- WHAT THE TASK ASKS -
Among the lines below, which ones contain the word "values"? Copy every such line.

[[ EXTRACTED ENTRIES open ]]

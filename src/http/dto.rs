use crate::domain::model::{NewUser, RawSubscription};
use serde::{Deserialize, Serialize};

/// POST /users/register
#[derive(Debug, Default, Deserialize)]
pub struct RegisterRequest {
    #[serde(rename = "nombre", default)]
    pub first_name: Option<String>,
    #[serde(rename = "apellido", default)]
    pub last_name: Option<String>,
    #[serde(rename = "correoElectronico", default)]
    pub email: Option<String>,
    #[serde(rename = "contrasenna", default)]
    pub secret: Option<String>,
}

impl From<RegisterRequest> for NewUser {
    fn from(request: RegisterRequest) -> Self {
        Self {
            first_name: request.first_name.unwrap_or_default(),
            last_name: request.last_name.unwrap_or_default(),
            email: request.email.unwrap_or_default(),
            secret: request.secret.unwrap_or_default(),
        }
    }
}

#[derive(Debug, Serialize)]
pub struct RegisterResponse {
    pub message: String,
    #[serde(rename = "userId")]
    pub user_id: String,
}

/// POST /subscriptions/add
#[derive(Debug, Default, Deserialize)]
pub struct AddSubscriptionRequest {
    #[serde(rename = "userId", default)]
    pub user_id: Option<String>,
    #[serde(default)]
    pub subscription: Option<RawSubscription>,
}

#[derive(Debug, Serialize)]
pub struct MessageResponse {
    pub message: String,
}

#[derive(Debug, Serialize)]
pub struct ErrorResponse {
    pub error: String,
}
use tracing_subscriber::{layer::SubscriberExt, util::SubscriberInitExt, EnvFilter};

/// 未設定 `RUST_LOG` 時使用設定檔的 level
fn default_filter(level: &str) -> EnvFilter {
    EnvFilter::try_from_default_env()
        .or_else(|_| EnvFilter::try_new(format!("flowly_backend={}", level)))
        .unwrap_or_else(|_| EnvFilter::new("flowly_backend=info"))
}

pub fn init_cli_logger(level: &str) {
    tracing_subscriber::registry()
        .with(default_filter(level))
        .with(
            tracing_subscriber::fmt::layer()
                .with_target(false)
                .with_thread_ids(false)
                .with_file(false)
                .with_line_number(false)
                .compact(),
        )
        .init();
}

/// 部署環境使用 JSON 格式，方便日誌平台收集
pub fn init_json_logger(level: &str) {
    tracing_subscriber::registry()
        .with(default_filter(level))
        .with(
            tracing_subscriber::fmt::layer()
                .with_target(false)
                .with_thread_ids(false)
                .with_file(false)
                .with_line_number(false)
                .json(),
        )
        .init();
}
pub mod codec;

use crate::config::toml_config::StoreConfig;
use crate::domain::model::{Subscription, UserProfile};
use crate::domain::ports::ProfileStore;
use crate::utils::error::{Result, ServiceError};
use async_trait::async_trait;
use reqwest::{Client, Method, RequestBuilder, Response, StatusCode};
use serde::Deserialize;
use serde_json::{json, Map, Value};

const SUBSCRIPTIONS_FIELD: &str = "subscriptions";

#[derive(Debug, Deserialize)]
struct Document {
    #[serde(default)]
    fields: Map<String, Value>,
}

#[derive(Debug, Deserialize)]
struct ErrorEnvelope {
    error: ErrorBody,
}

#[derive(Debug, Deserialize)]
struct ErrorBody {
    #[serde(default)]
    message: String,
    #[serde(default)]
    status: String,
}

/// Firestore REST API 上的 profile 儲存
pub struct FirestoreProfileStore {
    client: Client,
    config: StoreConfig,
}

impl FirestoreProfileStore {
    pub fn new(config: StoreConfig) -> Self {
        Self {
            client: Client::new(),
            config,
        }
    }

    fn documents_root(&self) -> String {
        format!(
            "projects/{}/databases/{}/documents",
            self.config.project_id,
            self.config.database()
        )
    }

    /// 無法當成文件 id 的值不可能有對應的 profile，直接視為 NotFound
    fn document_name(&self, user_id: &str) -> Result<String> {
        if !is_valid_document_id(user_id) {
            return Err(ServiceError::user_not_found(user_id));
        }
        Ok(format!(
            "{}/{}/{}",
            self.documents_root(),
            self.config.collection(),
            user_id
        ))
    }

    /// URL 用的文件路徑，id 需要 percent-encode
    fn document_path(&self, user_id: &str) -> Result<String> {
        self.document_name(user_id)?;
        Ok(format!(
            "{}/{}/{}",
            self.documents_root(),
            self.config.collection(),
            urlencoding::encode(user_id)
        ))
    }

    fn request(&self, method: Method, resource: &str) -> RequestBuilder {
        let url = format!(
            "{}/v1/{}",
            self.config.endpoint.trim_end_matches('/'),
            resource
        );
        let mut builder = self.client.request(method, url);
        if let Some(key) = self.config.api_key.as_deref().filter(|k| !k.is_empty()) {
            builder = builder.query(&[("key", key)]);
        }
        if let Some(token) = self.config.auth_token.as_deref().filter(|t| !t.is_empty()) {
            builder = builder.bearer_auth(token);
        }
        builder
    }
}

fn is_valid_document_id(id: &str) -> bool {
    let reserved = id.len() >= 4 && id.starts_with("__") && id.ends_with("__");
    !id.is_empty() && id != "." && id != ".." && !id.contains('/') && !reserved
}

/// 把 Firestore 的錯誤回應轉成 ServiceError；不存在的文件一律視為 NotFound
async fn into_error(response: Response, user_id: &str) -> ServiceError {
    let status = response.status();
    let body = response.text().await.unwrap_or_default();
    let parsed = serde_json::from_str::<ErrorEnvelope>(&body).ok();

    let not_found = status == StatusCode::NOT_FOUND
        || parsed
            .as_ref()
            .map(|e| e.error.status == "NOT_FOUND")
            .unwrap_or(false);
    if not_found {
        return ServiceError::user_not_found(user_id);
    }

    let message = parsed
        .map(|e| e.error.message)
        .filter(|m| !m.is_empty())
        .unwrap_or_else(|| format!("Firestore request failed with status {}", status));
    ServiceError::store(message)
}

#[async_trait]
impl ProfileStore for FirestoreProfileStore {
    async fn put(&self, user_id: &str, profile: &UserProfile) -> Result<()> {
        let path = self.document_path(user_id)?;
        let body = json!({ "fields": codec::to_fields(profile)? });

        tracing::debug!("PATCH document {}", path);
        let response = self.request(Method::PATCH, &path).json(&body).send().await?;
        if !response.status().is_success() {
            return Err(into_error(response, user_id).await);
        }
        Ok(())
    }

    async fn get(&self, user_id: &str) -> Result<UserProfile> {
        let path = self.document_path(user_id)?;

        tracing::debug!("GET document {}", path);
        let response = self.request(Method::GET, &path).send().await?;
        if !response.status().is_success() {
            return Err(into_error(response, user_id).await);
        }

        let document: Document = response.json().await?;
        codec::from_fields(&document.fields)
    }

    async fn append_subscription(&self, user_id: &str, subscription: &Subscription) -> Result<()> {
        let name = self.document_name(user_id)?;
        let element = codec::encode_value(&serde_json::to_value(subscription)?);

        // appendMissingElements 即 set-union；exists 前置條件避免隱式建立文件
        let body = json!({
            "writes": [{
                "transform": {
                    "document": name,
                    "fieldTransforms": [{
                        "fieldPath": SUBSCRIPTIONS_FIELD,
                        "appendMissingElements": { "values": [element] }
                    }]
                },
                "currentDocument": { "exists": true }
            }]
        });

        let commit = format!("{}:commit", self.documents_root());
        tracing::debug!("POST {} (append to {})", commit, user_id);
        let response = self.request(Method::POST, &commit).json(&body).send().await?;
        if !response.status().is_success() {
            return Err(into_error(response, user_id).await);
        }
        Ok(())
    }
}

#[cfg(test)]
mod tests {
    use super::*;
    use httpmock::prelude::*;
    use httpmock::Method::PATCH;

    const DOC_PATH: &str = "/v1/projects/flowly-test/databases/(default)/documents/users/abc123";
    const COMMIT_PATH: &str = "/v1/projects/flowly-test/databases/(default)/documents:commit";

    fn store_for(server: &MockServer) -> FirestoreProfileStore {
        FirestoreProfileStore::new(StoreConfig {
            endpoint: server.base_url(),
            project_id: "flowly-test".to_string(),
            database: None,
            collection: None,
            api_key: Some("test-key".to_string()),
            auth_token: None,
        })
    }

    fn netflix() -> Subscription {
        Subscription {
            name: "Netflix".to_string(),
            price: 15.into(),
            currency: "USD".to_string(),
            billing_date: "01-01-2024".to_string(),
            plan_type: "Premium".to_string(),
            image_url: "https://example.com/netflix-logo.png".to_string(),
        }
    }

    #[tokio::test]
    async fn test_put_patches_whole_document() {
        let server = MockServer::start();
        let mock = server.mock(|when, then| {
            when.method(PATCH)
                .path(DOC_PATH)
                .query_param("key", "test-key")
                .json_body(json!({
                    "fields": {
                        "nombre": {"stringValue": "Juan"},
                        "apellido": {"stringValue": "Pérez"},
                        "correoElectronico": {"stringValue": "juan.perez@mail.com"},
                        "subscriptions": {"arrayValue": {}}
                    }
                }));
            then.status(200).json_body(json!({"name": "ignored"}));
        });

        let profile = UserProfile::new("Juan".into(), "Pérez".into(), "juan.perez@mail.com".into());
        store_for(&server).put("abc123", &profile).await.unwrap();

        mock.assert();
    }

    #[tokio::test]
    async fn test_get_decodes_document() {
        let server = MockServer::start();
        let mock = server.mock(|when, then| {
            when.method(GET).path(DOC_PATH);
            then.status(200).json_body(json!({
                "name": "projects/flowly-test/databases/(default)/documents/users/abc123",
                "fields": {
                    "nombre": {"stringValue": "Juan"},
                    "apellido": {"stringValue": "Pérez"},
                    "correoElectronico": {"stringValue": "juan.perez@mail.com"},
                    "subscriptions": {"arrayValue": {"values": [{"mapValue": {"fields": {
                        "nombre": {"stringValue": "Netflix"},
                        "precio": {"integerValue": "15"},
                        "moneda": {"stringValue": "USD"},
                        "fechaFacturacion": {"stringValue": "01-01-2024"},
                        "tipoPlan": {"stringValue": "Premium"},
                        "imagen": {"stringValue": "https://example.com/netflix-logo.png"}
                    }}}]}}
                },
                "createTime": "2024-01-01T00:00:00Z",
                "updateTime": "2024-01-01T00:00:00Z"
            }));
        });

        let profile = store_for(&server).get("abc123").await.unwrap();

        mock.assert();
        assert_eq!(profile.first_name, "Juan");
        assert_eq!(profile.subscriptions, vec![netflix()]);
    }

    #[tokio::test]
    async fn test_get_missing_document_is_not_found() {
        let server = MockServer::start();
        server.mock(|when, then| {
            when.method(GET).path(DOC_PATH);
            then.status(404).json_body(json!({
                "error": {"code": 404, "message": "Document not found", "status": "NOT_FOUND"}
            }));
        });

        let err = store_for(&server).get("abc123").await.unwrap_err();
        assert!(matches!(err, ServiceError::NotFoundError { .. }));
        assert_eq!(err.status_code(), 404);
    }

    #[tokio::test]
    async fn test_append_commits_array_union_with_exists_precondition() {
        let server = MockServer::start();
        let mock = server.mock(|when, then| {
            when.method(POST)
                .path(COMMIT_PATH)
                .body_contains("appendMissingElements")
                .body_contains("\"exists\":true")
                .body_contains("\"fieldPath\":\"subscriptions\"");
            then.status(200)
                .json_body(json!({"writeResults": [{}], "commitTime": "2024-01-01T00:00:00Z"}));
        });

        store_for(&server)
            .append_subscription("abc123", &netflix())
            .await
            .unwrap();

        mock.assert();
    }

    #[tokio::test]
    async fn test_append_to_missing_document_is_not_found() {
        let server = MockServer::start();
        server.mock(|when, then| {
            when.method(POST).path(COMMIT_PATH);
            then.status(404).json_body(json!({
                "error": {"code": 404, "message": "No document to update", "status": "NOT_FOUND"}
            }));
        });

        let err = store_for(&server)
            .append_subscription("abc123", &netflix())
            .await
            .unwrap_err();
        assert!(matches!(err, ServiceError::NotFoundError { .. }));
    }

    #[tokio::test]
    async fn test_other_failures_surface_store_message() {
        let server = MockServer::start();
        server.mock(|when, then| {
            when.method(PATCH).path(DOC_PATH);
            then.status(403).json_body(json!({
                "error": {"code": 403, "message": "Missing or insufficient permissions.", "status": "PERMISSION_DENIED"}
            }));
        });

        let profile = UserProfile::new("a".into(), "b".into(), "c@d.com".into());
        let err = store_for(&server).put("abc123", &profile).await.unwrap_err();
        assert!(matches!(err, ServiceError::StoreError { .. }));
        assert_eq!(err.to_string(), "Missing or insufficient permissions.");
    }

    #[tokio::test]
    async fn test_invalid_document_ids_are_not_found_without_request() {
        let server = MockServer::start();
        let any_get = server.mock(|when, then| {
            when.method(GET);
            then.status(200).json_body(json!({"fields": {}}));
        });
        let store = store_for(&server);

        for id in ["a/b", ".", "..", "__users__"] {
            let err = store.get(id).await.unwrap_err();
            assert!(matches!(err, ServiceError::NotFoundError { .. }), "{}", id);
        }
        let err = store.append_subscription("..", &netflix()).await.unwrap_err();
        assert!(matches!(err, ServiceError::NotFoundError { .. }));

        assert_eq!(any_get.hits(), 0);
    }

    #[test]
    fn test_document_path_encodes_id() {
        let server = MockServer::start();
        let store = store_for(&server);
        assert_eq!(
            store.document_path("a b?c").unwrap(),
            "projects/flowly-test/databases/(default)/documents/users/a%20b%3Fc"
        );
        assert_eq!(
            store.document_name("a b?c").unwrap(),
            "projects/flowly-test/databases/(default)/documents/users/a b?c"
        );
    }
}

[[ EXTRACTED ENTRIES closed ]]

- EXERCISE ANSWER -
                        "appendMissingElements": { "values": [element] }
                    "subscriptions": {"arrayValue": {"values": [{"mapValue": {"fields": {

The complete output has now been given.